-- Opening Marker --

//! Handlers for `/entries` endpoints.
//!
//! | Method   | Path | Notes |
//! |----------|------|-------|
//! | `GET`    | `/entries` | Current principal's entries, most recent first |
//! | `POST`   | `/entries` | Body: `{"content":"..."}`; returns 201 + stored entry |
//! | `DELETE` | `/entries/{id}` | 204; 403 when owned by another principal |
//!
//! All routes require a valid bearer token. Failures never mutate state:
//! a rejected create adds nothing, a rejected delete removes nothing.

use axum::{
  Json,
  extract::{Path, State},
  http::StatusCode,
  response::IntoResponse,
};
use quill_core::{
  entry::{Entry, NewEntry},
  store::EntryStore,
};
use serde::Deserialize;
use uuid::Uuid;

use crate::{AppState, auth::CurrentPrincipal, error::ApiError};

// ─── List ─────────────────────────────────────────────────────────────────────

/// `GET /entries`
pub async fn list<S>(
  State(state): State<AppState<S>>,
  CurrentPrincipal(principal): CurrentPrincipal,
) -> Result<Json<Vec<Entry>>, ApiError>
where
  S: EntryStore + Clone + Send + Sync + 'static,
{
  let entries = state.store.list_by_owner(&principal.id).await?;
  Ok(Json(entries))
}

// ─── Create ───────────────────────────────────────────────────────────────────

/// JSON body accepted by `POST /entries`.
#[derive(Debug, Deserialize)]
pub struct CreateBody {
  pub content: String,
}

/// `POST /entries` — returns 201 + the stored [`Entry`].
pub async fn create<S>(
  State(state): State<AppState<S>>,
  CurrentPrincipal(principal): CurrentPrincipal,
  Json(body): Json<CreateBody>,
) -> Result<impl IntoResponse, ApiError>
where
  S: EntryStore + Clone + Send + Sync + 'static,
{
  let input = NewEntry::new(principal.id.clone(), &body.content)
    .map_err(|e| ApiError::BadRequest(e.to_string()))?;
  let entry = state.store.create(&principal.id, input).await?;
  Ok((StatusCode::CREATED, Json(entry)))
}

// ─── Delete ───────────────────────────────────────────────────────────────────

/// `DELETE /entries/{id}`
pub async fn delete_one<S>(
  State(state): State<AppState<S>>,
  CurrentPrincipal(principal): CurrentPrincipal,
  Path(id): Path<Uuid>,
) -> Result<impl IntoResponse, ApiError>
where
  S: EntryStore + Clone + Send + Sync + 'static,
{
  state.store.delete(&principal.id, id).await?;
  Ok(StatusCode::NO_CONTENT)
}
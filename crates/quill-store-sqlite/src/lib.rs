//! SQLite backend for the Quill entry store.
//!
//! Wraps [`tokio_rusqlite`] so all database access runs on a dedicated thread
//! pool without blocking the async runtime.

mod encode;
mod schema;
mod store;

pub mod error;

pub use error::{Error, Result};
pub use store::SqliteStore;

-- Closing Marker --

> WHAT THE EXERCISE ASKS
Report the count of lines in the entries that contain the string "CreateBody", and nothing besides it.

> EXPECTED ANSWER
2